Not that the University of South Florida, which plays No. 15 Miami at noon Saturday at Raymond James Stadium in Chickillo’s hometown of Tampa, didn’t give it a shot.
But Chickillo’s father was a Hurricane. Chickillo’s mother was a Hurricane. Chickillo’s grandfather was a Hurricane. He even sucked on a pacifier with a U on it.
Former USF defensive line coach Kevin Patrick, a former Hurricanes All-American defensive end, naturally, recruited Chickillo out of Tampa Alonso High — when the high school All-American was being courted by just about every major program in the alphabet.

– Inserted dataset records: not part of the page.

// SPDX-FileCopyrightText: 2026 Bruno Meilick
// SPDX-License-Identifier: LicenseRef-Nereid-FreeUse-NoCopy-NoDerivatives
//
// All rights reserved.
//
// This file is part of Sequin and is proprietary software.
// Unauthorized copying, modification, or distribution is prohibited.

//! Folds a statement stream into a [`SequenceAst`].
//!
//! Every timeline statement consumes one order position: messages, notes, standalone
//! activations, block starts, section starts and block ends. Declarations, boxes and
//! directives that modify existing entries do not.

use tracing::{debug, trace};

use crate::model::{
    ActivationMarker, Autonumber, ParticipantId, SequenceActivation, SequenceAst, SequenceBox,
    SequenceItem, SequenceMessage, SequenceNote,
};

use super::blocks::{BlockStack, Closed};
use super::diagnostic::{Diagnostic, DiagnosticKind, Unbalanced};
use super::participants::{ParticipantResolver, Resolution};
use super::statement::{
    BlockStart, BoxStart, Branch, Declaration, Directive, MessageStatement, NoteStatement,
    Statement,
};

pub(crate) struct SequenceAssembler {
    max_depth: Option<usize>,
    resolver: ParticipantResolver,
    stack: BlockStack,
    boxes: Vec<SequenceBox>,
    next_order: usize,
    pending_destroys: Vec<ParticipantId>,
    autonumber: Option<Autonumber>,
    title: Option<String>,
    diagnostics: Vec<Diagnostic>,
}

impl SequenceAssembler {
    pub(crate) fn new(max_depth: Option<usize>) -> Self {
        Self {
            max_depth,
            resolver: ParticipantResolver::default(),
            stack: BlockStack::default(),
            boxes: Vec::new(),
            next_order: 0,
            pending_destroys: Vec::new(),
            autonumber: None,
            title: None,
            diagnostics: Vec::new(),
        }
    }

    pub(crate) fn report(&mut self, line_no: usize, kind: DiagnosticKind) {
        debug!(line_no, severity = ?kind.severity(), %kind, "recovered parse problem");
        self.diagnostics.push(Diagnostic::new(line_no, kind));
    }

    fn take_order(&mut self) -> usize {
        let order = self.next_order;
        self.next_order += 1;
        order
    }

    /// Registers a reference that is not a message endpoint; unknown ids are reported.
    fn resolve_reference(&mut self, line_no: usize, id: &ParticipantId) {
        if self.resolver.resolve_or_register(id) == Resolution::Registered {
            self.report(
                line_no,
                DiagnosticKind::DanglingReference { id: id.clone() },
            );
        }
    }

    fn is_boxed(&self, id: &str) -> bool {
        self.boxes.iter().any(|group| group.contains(id))
            || self.stack.boxes().any(|open| open.contains(id))
    }

    pub(crate) fn apply(&mut self, line_no: usize, statement: Statement) {
        match statement {
            Statement::Declaration(declaration) => self.declare(line_no, declaration),
            Statement::Message(message) => self.message(message),
            Statement::Note(note) => self.note(line_no, note),
            Statement::BlockStart(block) => self.open_block(line_no, block),
            Statement::BoxStart(group) => self.open_box(line_no, group),
            Statement::Branch(branch) => self.branch(line_no, branch),
            Statement::End => self.end(line_no),
            Statement::Directive(Directive::Autonumber(autonumber)) => self.autonumber = autonumber,
            Statement::Directive(Directive::Title(title)) => self.title = Some(title),
            Statement::Directive(Directive::Activation {
                participant,
                marker,
            }) => self.activation(line_no, participant, marker),
            Statement::Directive(Directive::Destroy(id)) => self.destroy(line_no, id),
        }
    }

    fn declare(&mut self, line_no: usize, declaration: Declaration) {
        let Declaration {
            id,
            kind,
            label,
            create,
        } = declaration;
        let in_box = self.stack.innermost_box_mut().is_some();
        if create {
            if self.resolver.create(&id, kind, label, self.next_order) {
                self.report(
                    line_no,
                    DiagnosticKind::CreateAfterReference { id: id.clone() },
                );
                for group in &mut self.boxes {
                    group.participants_mut().retain(|member| *member != id);
                }
                self.stack.remove_box_member(id.as_str());
            }
            if in_box {
                self.report(line_no, DiagnosticKind::CreatedParticipantBoxed { id });
            }
            return;
        }

        let created = self
            .resolver
            .declare(&id, kind, label, true)
            .created_at()
            .is_some();
        if !in_box {
            return;
        }
        if created {
            self.report(line_no, DiagnosticKind::CreatedParticipantBoxed { id });
        } else if self.is_boxed(id.as_str()) {
            self.report(line_no, DiagnosticKind::ParticipantAlreadyBoxed { id });
        } else if let Some(open) = self.stack.innermost_box_mut() {
            open.add_member(id);
        }
    }

    fn message(&mut self, statement: MessageStatement) {
        let MessageStatement {
            from,
            to,
            arrow,
            text,
            source_activation,
            target_activation,
        } = statement;
        self.resolver.resolve_or_register(&from);
        self.resolver.resolve_or_register(&to);

        let order = self.take_order();
        let mut message = SequenceMessage::new(from, to, arrow, text, order);
        message.set_source_activation(source_activation);
        message.set_target_activation(target_activation);

        let pending = std::mem::take(&mut self.pending_destroys);
        for id in pending {
            if message.involves(id.as_str()) {
                if let Some(participant) = self.resolver.get_mut(id.as_str()) {
                    participant.set_destroyed_at(Some(order));
                }
            } else {
                self.pending_destroys.push(id);
            }
        }
        if arrow.is_destroying() {
            if let Some(target) = self.resolver.get_mut(message.to().as_str()) {
                if target.destroyed_at().is_none() {
                    target.set_destroyed_at(Some(order));
                }
            }
        }

        self.stack.push_item(SequenceItem::Message(message));
    }

    fn note(&mut self, line_no: usize, note: NoteStatement) {
        for target in &note.targets {
            self.resolve_reference(line_no, target);
        }
        let order = self.take_order();
        let note = SequenceNote::new(note.placement, note.targets, note.text, order);
        self.stack.push_item(SequenceItem::Note(note));
    }

    /// The message directly before the current position, if the last statement was one.
    fn previous_message_mut(&mut self) -> Option<&mut SequenceMessage> {
        let previous = self.next_order.checked_sub(1)?;
        match self.stack.last_item_mut()? {
            SequenceItem::Message(message) if message.order() == previous => Some(message),
            _ => None,
        }
    }

    /// Folds an `activate`/`deactivate` line into the previous message when it names one of
    /// its endpoints that has no marker yet. Activation prefers the target, deactivation the
    /// source.
    fn fold_activation(&mut self, id: &ParticipantId, marker: ActivationMarker) -> bool {
        let Some(message) = self.previous_message_mut() else {
            return false;
        };
        let source_free = message.from() == id && message.source_activation().is_none();
        let target_free = message.to() == id && message.target_activation().is_none();
        let prefer_target = marker == ActivationMarker::Activate;
        let (first_free, second_free) = if prefer_target {
            (target_free, source_free)
        } else {
            (source_free, target_free)
        };

        let set_target = match (first_free, second_free) {
            (true, _) => prefer_target,
            (false, true) => !prefer_target,
            (false, false) => return false,
        };
        if set_target {
            message.set_target_activation(Some(marker));
        } else {
            message.set_source_activation(Some(marker));
        }
        true
    }

    fn activation(&mut self, line_no: usize, participant: ParticipantId, marker: ActivationMarker) {
        self.resolve_reference(line_no, &participant);
        if self.fold_activation(&participant, marker) {
            trace!(line_no, participant = %participant, ?marker, "folded activation into message");
            return;
        }
        let order = self.take_order();
        let activation = SequenceActivation::new(participant, marker, order);
        self.stack.push_item(SequenceItem::Activation(activation));
    }

    fn destroy(&mut self, line_no: usize, id: ParticipantId) {
        self.resolve_reference(line_no, &id);
        let attached = self
            .previous_message_mut()
            .filter(|message| message.involves(id.as_str()))
            .map(|message| message.order());
        match attached {
            Some(order) => {
                if let Some(participant) = self.resolver.get_mut(id.as_str()) {
                    participant.set_destroyed_at(Some(order));
                }
            }
            None => {
                if !self.pending_destroys.contains(&id) {
                    self.pending_destroys.push(id);
                }
            }
        }
    }

    fn open_block(&mut self, line_no: usize, block: BlockStart) {
        if let Some(max_depth) = self.max_depth {
            if self.stack.block_depth() >= max_depth {
                self.report(line_no, DiagnosticKind::NestingTooDeep { max_depth });
            }
        }
        let order = self.take_order();
        self.stack.open_block(block.kind, block.label, block.color, order, line_no);
    }

    fn open_box(&mut self, line_no: usize, group: BoxStart) {
        if !self.stack.is_empty() {
            self.report(line_no, DiagnosticKind::MisplacedBox);
        }
        self.stack.open_box(group.label, group.color, line_no);
    }

    fn branch(&mut self, line_no: usize, branch: Branch) {
        let accepts = self
            .stack
            .top_block_mut()
            .is_some_and(|block| block.kind().section_kind() == Some(branch.kind));
        if accepts {
            let order = self.take_order();
            self.stack.start_section(branch.kind, branch.label, order);
            return;
        }

        let keyword = branch.kind.keyword().unwrap_or_default();
        let line = match &branch.label {
            Some(label) => format!("{keyword} {label}"),
            None => keyword.to_owned(),
        };
        let attached = match self.stack.top_block_mut() {
            Some(block) => {
                block.append_to_label(&line);
                true
            }
            None => false,
        };
        self.report(
            line_no,
            DiagnosticKind::InvalidBranchContext { line, attached },
        );
    }

    fn end(&mut self, line_no: usize) {
        if self.stack.is_empty() {
            self.report(
                line_no,
                DiagnosticKind::UnbalancedBlock(Unbalanced::UnmatchedEnd),
            );
            return;
        }
        // Box ends do not consume the position.
        let candidate = self.next_order;
        match self.stack.pop(candidate) {
            Some(Closed::Block { kind }) => {
                self.next_order += 1;
                trace!(
                    line_no,
                    block = kind.keyword(),
                    end_order = candidate,
                    "closed block"
                );
            }
            Some(Closed::Box(group)) => self.boxes.push(group),
            None => {}
        }
    }

    pub(crate) fn finish(mut self) -> (SequenceAst, Vec<Diagnostic>) {
        let end_order = self.next_order;
        for id in std::mem::take(&mut self.pending_destroys) {
            if let Some(participant) = self.resolver.get_mut(id.as_str()) {
                participant.set_destroyed_at(Some(end_order));
            }
        }

        let (items, open_boxes, unclosed) = self.stack.finish(end_order);
        self.boxes.extend(open_boxes);
        for frame in unclosed {
            self.diagnostics.push(Diagnostic::new(
                frame.line_no,
                DiagnosticKind::UnbalancedBlock(Unbalanced::Unclosed {
                    keyword: frame.keyword,
                }),
            ));
        }
        self.diagnostics.sort_by_key(|diagnostic| diagnostic.line_no);

        let mut ast = SequenceAst::default();
        for participant in self.resolver.into_participants().into_values() {
            ast.insert_participant(participant);
        }
        *ast.boxes_mut() = self.boxes;
        *ast.items_mut() = items;
        ast.set_autonumber(self.autonumber);
        ast.set_title(self.title);

        debug!(
            participants = ast.participants().len(),
            items = ast.items().len(),
            timeline_len = end_order,
            diagnostics = self.diagnostics.len(),
            "assembled sequence diagram"
        );
        (ast, self.diagnostics)
    }
}

/// Rebuilds a model from statements that were produced by lowering a model.
pub(crate) fn assemble<I>(statements: I) -> (SequenceAst, Vec<Diagnostic>)
where
    I: IntoIterator<Item = Statement>,
{
    let mut assembler = SequenceAssembler::new(None);
    for (idx, statement) in statements.into_iter().enumerate() {
        assembler.apply(idx + 1, statement);
    }
    assembler.finish()
}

“I had a great relationship with him,” Chickillo, a junior, said this week of Patrick, who was one of several coaches fired at the end of last season by new Bulls coach Willie Taggart. “My dad and him were friends for a long time, so I have a lot of respect for the [USF] program.
“Growing up in the area, you’d watch them and they were always on TV.”
Chickillo said he unofficially visited USF “a lot” and “felt comfortable with Coach Patrick.
“But I was always going to come here.”
The Bulls, ranked as high as No. 2 in 2007, are now 0-3, including a 53-21 embarrassment to Football Championship Subdivision member McNeese State and a 28-10 loss to FAU of Boca Raton.
These days, Chickillo — the son of former UM nose tackle Tony and grandson of the late former first-team UM All-American lineman Nick — knows that the person he needs to focus on most is himself. He played his first two seasons as a young, undersized, high-profile end who was constantly double-teamed on a raw, deficient defense still learning the system.
The struggle for all of UM’s defensive players was intense, but Chickillo, a leader from the start, had a heap of pressure thrown on to his shoulders because of expectations from the outside.
He started the final nine games his freshman season (finishing third in the Atlantic Coast Conference’s Defensive Rookie of the Year voting, with a team-leading five sacks) and all 12 games last year.
He said his goal was to have 10 sacks last season, but he stopped with a team-leading four.
Defensive coordinator Mark D’Onofrio and coach Al Golden both were effusive this week about Chickillo’s maturity, leadership and growth as a player, and how, despite being driven, he has learned to focus inward on himself and the team.
UM (3-0) has allowed only three touchdowns this season and ranks first nationally in turnover margin, fourth in red zone defense, fifth in pass efficiency defense and seventh in scoring defense.
“At the end of the day, the problem with Chick is everybody wants to see his sack production,” D’Onofrio said, “and that’s at the bottom of my list. I want him to play hard. I want him to play his gap. I want to see him do his job.
“If he just lives up to our standard, he’ll be fine. That’s all he has done since he has been here. He has improved each year, going from 238 [pounds] to 274 pounds, executing his role.”
Make that “roles.” The 6-4 Chickillo now moves to tackle on third-down packages because the Canes have found two talented youngsters — freshman Al Quadin Muhammad and sophomore Tyriq McCord — “who can rush off the edge,” D’Onofrio said, allowing Chickillo to do his thing inside.
He came into 2013 with 83 tackles, a forced fumble and three fumble recoveries, and has 12 tackles and two sacks after three games this season — though he hardly played against Savannah State.
“He’s smart,” D’Onofrio said. “He gets after the quarterback, he’s gotten hits on the quarterback, he’s gotten sacks — he gets stuff because of his technique and he knows what he’s doing. I just want him to keep doing his job and the stats will come.
“But that’s really not what we’re about. We’re about winning and executing our defense, and he does a great job with that.”
Chickillo described the team’s defensive improvement as “awesome.”
“There’s a lot of excitement around the program,” he said. “Everybody is enthused.”